> **WHAT THE TASK ASKS**:
Going through the material below, please gather all lines with the word "PipelineSettings" in them.

> **AVAILABLE RECORDS**:
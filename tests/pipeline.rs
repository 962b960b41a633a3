//! End-to-end tests for the generation pipeline.
//!
//! Every external collaborator is a scripted fake: the AI model replays a
//! queue of responses, OCR answers per image, the fetcher serves a fixed
//! page, the transcript service replays canned replies, and the clock
//! records sleeps instead of waiting.

use std::collections::VecDeque;
use std::sync::atomic::{AtomicUsize, Ordering};
use std::sync::{Arc, Mutex};
use std::time::Duration;

use async_trait::async_trait;
use chrono::Utc;
use tokio::sync::Notify;

use study_harness::extract_youtube::DisabledTranscripts;
use study_harness::intake;
use study_harness::orchestrator::{Orchestrator, PipelineError, PipelineSettings, Services};
use study_harness_core::error::{ExternalServiceError, ExtractionError};
use study_harness_core::models::{
    AiPrompt, ArtifactType, Difficulty, FailureReason, GenerationOptions, GenerationRequest,
    Locator, RequestStatus, SourceKind, SyncState,
};
use study_harness_core::services::{
    AiService, FetchedPage, HtmlFetcher, ModelConfig, OcrEngine, OcrImage, OcrOutput,
    RecordingClock, TranscriptApi,
};
use study_harness_core::store::memory::{InMemoryLocalStore, InMemoryRemoteStore, RemoteMode};
use study_harness_core::store::LocalStore;

const FLASHCARDS: &str = r#"{"topic":"Cell biology","flashcards":[
    {"front":"What do mitochondria produce?","back":"ATP"},
    {"front":"Where is DNA stored?","back":"In the nucleus"}
]}"#;

const NOTES: &str = "Mitochondria are the powerhouse of the cell. They produce ATP.\n\n\
                     The nucleus stores DNA and controls the cell.";

// ─── Fakes ──────────────────────────────────────────────────────────

/// Replays scripted results, then answers with `fallback` forever.
struct ScriptedAi {
    script: Mutex<VecDeque<Result<String, ExternalServiceError>>>,
    fallback: String,
    prompts: Mutex<Vec<AiPrompt>>,
}

impl ScriptedAi {
    fn new(script: Vec<Result<String, ExternalServiceError>>, fallback: &str) -> Arc<Self> {
        Arc::new(Self {
            script: Mutex::new(script.into()),
            fallback: fallback.to_string(),
            prompts: Mutex::new(Vec::new()),
        })
    }

    fn always(response: &str) -> Arc<Self> {
        Self::new(Vec::new(), response)
    }

    fn prompts(&self) -> Vec<AiPrompt> {
        self.prompts.lock().unwrap().clone()
    }
}

#[async_trait]
impl AiService for ScriptedAi {
    async fn generate(
        &self,
        prompt: &AiPrompt,
        _config: &ModelConfig,
    ) -> Result<String, ExternalServiceError> {
        self.prompts.lock().unwrap().push(prompt.clone());
        match self.script.lock().unwrap().pop_front() {
            Some(result) => result,
            None => Ok(self.fallback.clone()),
        }
    }
}

/// Blocks inside the AI call until released.
struct GatedAi {
    entered: Notify,
    release: Notify,
}

#[async_trait]
impl AiService for GatedAi {
    async fn generate(
        &self,
        _prompt: &AiPrompt,
        _config: &ModelConfig,
    ) -> Result<String, ExternalServiceError> {
        self.entered.notify_one();
        self.release.notified().await;
        Ok(FLASHCARDS.to_string())
    }
}

/// Answers by image content: `page-one` reads cleanly, anything else is blurry.
struct PageOcr;

#[async_trait]
impl OcrEngine for PageOcr {
    async fn recognize(&self, image: &OcrImage) -> Result<OcrOutput, ExternalServiceError> {
        let (text, confidence) = if image.bytes == b"page-one" {
            ("Mitochondria produce ATP.", 0.95)
        } else {
            ("Ribosomes bu1ld pr0teins.", 0.40)
        };
        Ok(OcrOutput {
            text: text.to_string(),
            confidence,
            regions: Vec::new(),
        })
    }
}

struct NoOcr;

#[async_trait]
impl OcrEngine for NoOcr {
    async fn recognize(&self, _image: &OcrImage) -> Result<OcrOutput, ExternalServiceError> {
        Err(ExternalServiceError::Unavailable("no OCR in this test".into()))
    }
}

/// Serves one HTML page and counts fetches.
struct StaticFetcher {
    html: String,
    fetches: AtomicUsize,
}

impl StaticFetcher {
    fn new(html: &str) -> Arc<Self> {
        Arc::new(Self {
            html: html.to_string(),
            fetches: AtomicUsize::new(0),
        })
    }
}

#[async_trait]
impl HtmlFetcher for StaticFetcher {
    async fn get(&self, url: &str, _timeout: Duration) -> Result<FetchedPage, ExtractionError> {
        self.fetches.fetch_add(1, Ordering::SeqCst);
        tokio::task::yield_now().await;
        Ok(FetchedPage {
            final_url: url.to_string(),
            content_type: Some("text/html; charset=utf-8".to_string()),
            body: self.html.clone().into_bytes(),
        })
    }
}

/// Replays transcript replies in order and records the requested tracks.
struct CannedTranscripts {
    replies: Mutex<VecDeque<String>>,
    tracks: Mutex<Vec<Option<String>>>,
}

impl CannedTranscripts {
    fn new(replies: &[&str]) -> Arc<Self> {
        Arc::new(Self {
            replies: Mutex::new(replies.iter().map(|r| r.to_string()).collect()),
            tracks: Mutex::new(Vec::new()),
        })
    }
}

#[async_trait]
impl TranscriptApi for CannedTranscripts {
    async fn transcript(
        &self,
        _video_id: &str,
        track: Option<&str>,
        _timeout: Duration,
    ) -> Result<String, ExtractionError> {
        self.tracks.lock().unwrap().push(track.map(str::to_string));
        self.replies
            .lock()
            .unwrap()
            .pop_front()
            .ok_or_else(|| ExtractionError::NotAvailable("no more replies".into()))
    }
}

// ─── Harness ────────────────────────────────────────────────────────

struct Harness {
    orchestrator: Orchestrator,
    local: Arc<InMemoryLocalStore>,
    remote: Arc<InMemoryRemoteStore>,
    clock: Arc<RecordingClock>,
}

fn harness_with(
    ai: Arc<dyn AiService>,
    ocr: Arc<dyn OcrEngine>,
    fetcher: Arc<dyn HtmlFetcher>,
) -> Harness {
    build_harness(ai, ocr, fetcher, Arc::new(DisabledTranscripts))
}

fn build_harness(
    ai: Arc<dyn AiService>,
    ocr: Arc<dyn OcrEngine>,
    fetcher: Arc<dyn HtmlFetcher>,
    transcripts: Arc<dyn TranscriptApi>,
) -> Harness {
    let local = Arc::new(InMemoryLocalStore::new());
    let remote = Arc::new(InMemoryRemoteStore::new());
    let clock = Arc::new(RecordingClock::new(Utc::now()));
    let services = Services {
        local: local.clone(),
        remote: remote.clone(),
        ai,
        ocr,
        fetcher,
        transcripts,
        clock: clock.clone(),
    };
    Harness {
        orchestrator: Orchestrator::new(services, PipelineSettings::default()),
        local,
        remote,
        clock,
    }
}

fn harness(ai: Arc<dyn AiService>) -> Harness {
    harness_with(ai, Arc::new(NoOcr), StaticFetcher::new("<p>unused</p>"))
}

/// A fresh orchestrator over the harness's stores, as after a process restart.
fn restarted(h: &Harness, ai: Arc<dyn AiService>) -> Orchestrator {
    let services = Services {
        local: h.local.clone(),
        remote: h.remote.clone(),
        ai,
        ocr: Arc::new(NoOcr),
        fetcher: StaticFetcher::new("<p>unused</p>"),
        transcripts: Arc::new(DisabledTranscripts),
        clock: h.clock.clone(),
    };
    Orchestrator::new(services, PipelineSettings::default())
}

async fn generate_notes(h: &Harness, text: &str) -> GenerationRequest {
    let (doc, payload) = intake::from_upload("notes.txt", text.as_bytes().to_vec(), None).unwrap();
    h.orchestrator
        .generate(doc, payload, ArtifactType::Flashcards, GenerationOptions::default())
        .await
        .unwrap()
}

async fn wait_terminal(orchestrator: &Orchestrator, request_id: &str) -> GenerationRequest {
    for _ in 0..500 {
        let request = orchestrator.request_status(request_id).await.unwrap();
        if request.status.is_terminal() {
            return request;
        }
        tokio::time::sleep(Duration::from_millis(10)).await;
    }
    panic!("request {} never reached a terminal state", request_id);
}

/// A PDF whose pages carry only a JPEG image XObject, no text.
fn scanned_pdf(page_images: &[&[u8]]) -> Vec<u8> {
    use lopdf::{dictionary, Document, Object, Stream};

    let mut doc = Document::with_version("1.5");
    let pages_id = doc.new_object_id();
    let mut kids: Vec<Object> = Vec::new();
    for bytes in page_images {
        let image_id = doc.add_object(Stream::new(
            dictionary! {
                "Type" => "XObject",
                "Subtype" => "Image",
                "Width" => 1,
                "Height" => 1,
                "ColorSpace" => "DeviceGray",
                "BitsPerComponent" => 8,
                "Filter" => "DCTDecode",
            },
            bytes.to_vec(),
        ));
        let content_id = doc.add_object(Stream::new(dictionary! {}, Vec::new()));
        let page_id = doc.add_object(dictionary! {
            "Type" => "Page",
            "Parent" => pages_id,
            "MediaBox" => vec![0.into(), 0.into(), 612.into(), 792.into()],
            "Contents" => content_id,
            "Resources" => dictionary! {
                "XObject" => dictionary! { "Im0" => image_id },
            },
        });
        kids.push(page_id.into());
    }
    let count = kids.len() as i64;
    doc.objects.insert(
        pages_id,
        Object::Dictionary(dictionary! {
            "Type" => "Pages",
            "Kids" => kids,
            "Count" => count,
        }),
    );
    let catalog_id = doc.add_object(dictionary! {
        "Type" => "Catalog",
        "Pages" => pages_id,
    });
    doc.trailer.set("Root", catalog_id);

    let mut out = Vec::new();
    doc.save_to(&mut out).unwrap();
    out
}

// ─── Tests ──────────────────────────────────────────────────────────

#[tokio::test]
async fn plain_text_generates_flashcards() {
    let ai = ScriptedAi::always(FLASHCARDS);
    let h = harness(ai.clone());

    let request = generate_notes(&h, NOTES).await;
    assert_eq!(request.status, RequestStatus::Completed);
    assert_eq!(request.artifact_ids.len(), 2);
    assert_eq!(request.new_artifacts, 2);
    assert_eq!(request.topic.as_deref(), Some("Cell biology"));
    assert!(!request.chunk_ids.is_empty());

    let artifacts = h
        .orchestrator
        .list_artifacts(&request.source_document_id)
        .await
        .unwrap();
    assert_eq!(artifacts.len(), 2);
    assert!(artifacts.iter().all(|a| a.request_id == request.request_id));
    assert_eq!(h.remote.len(), 2);
    assert_eq!(ai.prompts().len(), 1);

    let stored = h.orchestrator.request_status(&request.request_id).await.unwrap();
    assert_eq!(stored, request);
}

#[tokio::test]
async fn scanned_pdf_is_ocrd_and_low_confidence_page_is_flagged() {
    let h = harness_with(
        ScriptedAi::always(FLASHCARDS),
        Arc::new(PageOcr),
        StaticFetcher::new(""),
    );
    let pdf = scanned_pdf(&[b"page-one", b"page-two"]);
    let (doc, payload) = intake::from_upload("lecture.pdf", pdf, None).unwrap();
    let doc_id = doc.id.clone();

    let request = h
        .orchestrator
        .generate(doc, payload, ArtifactType::Flashcards, GenerationOptions::default())
        .await
        .unwrap();
    assert_eq!(request.status, RequestStatus::Completed, "{:?}", request.status);

    let segments = h.local.segments(&doc_id).await.unwrap();
    assert_eq!(segments.len(), 2);
    assert_eq!(segments[0].provenance.locator, Locator::Page { page: 1 });
    assert!(!segments[0].provenance.low_confidence);
    assert_eq!(segments[1].provenance.locator, Locator::Page { page: 2 });
    assert!(segments[1].provenance.low_confidence);
    assert_eq!(segments[1].text, "Ribosomes bu1ld pr0teins.");

    assert_eq!(
        request.warnings,
        vec!["low-confidence OCR text at page 2 (confidence 0.40)".to_string()]
    );
}

#[tokio::test]
async fn rate_limit_waits_follow_retry_after() {
    let limited = || {
        Err(ExternalServiceError::RateLimited {
            retry_after: Some(Duration::from_secs(30)),
        })
    };
    let ai = ScriptedAi::new(vec![limited(), limited()], FLASHCARDS);
    let h = harness(ai.clone());

    let request = generate_notes(&h, NOTES).await;
    assert_eq!(request.status, RequestStatus::Completed);
    assert_eq!(
        h.clock.sleeps(),
        vec![Duration::from_secs(30), Duration::from_secs(30)]
    );
    assert_eq!(ai.prompts().len(), 3);
}

#[tokio::test]
async fn transient_failures_back_off_then_give_up() {
    let down = || Err(ExternalServiceError::Unavailable("503".into()));
    let ai = ScriptedAi::new(vec![down(), down(), down(), down()], FLASHCARDS);
    let h = harness(ai.clone());

    let request = generate_notes(&h, NOTES).await;
    assert!(matches!(
        request.status,
        RequestStatus::Failed {
            reason: FailureReason::ExternalService { .. }
        }
    ));
    assert_eq!(
        h.clock.sleeps(),
        vec![
            Duration::from_secs(1),
            Duration::from_secs(2),
            Duration::from_secs(4)
        ]
    );
    assert_eq!(ai.prompts().len(), 4);
}

#[tokio::test]
async fn rejected_call_is_not_retried() {
    let ai = ScriptedAi::new(
        vec![Err(ExternalServiceError::Rejected("400 bad key".into()))],
        FLASHCARDS,
    );
    let h = harness(ai.clone());

    let request = generate_notes(&h, NOTES).await;
    assert!(matches!(request.status, RequestStatus::Failed { .. }));
    assert!(h.clock.sleeps().is_empty());
    assert_eq!(ai.prompts().len(), 1);
}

> **ANSWER FOR THE TASK**:
use study_harness::orchestrator::{Orchestrator, PipelineError, PipelineSettings, Services};
        orchestrator: Orchestrator::new(services, PipelineSettings::default()),
    Orchestrator::new(services, PipelineSettings::default())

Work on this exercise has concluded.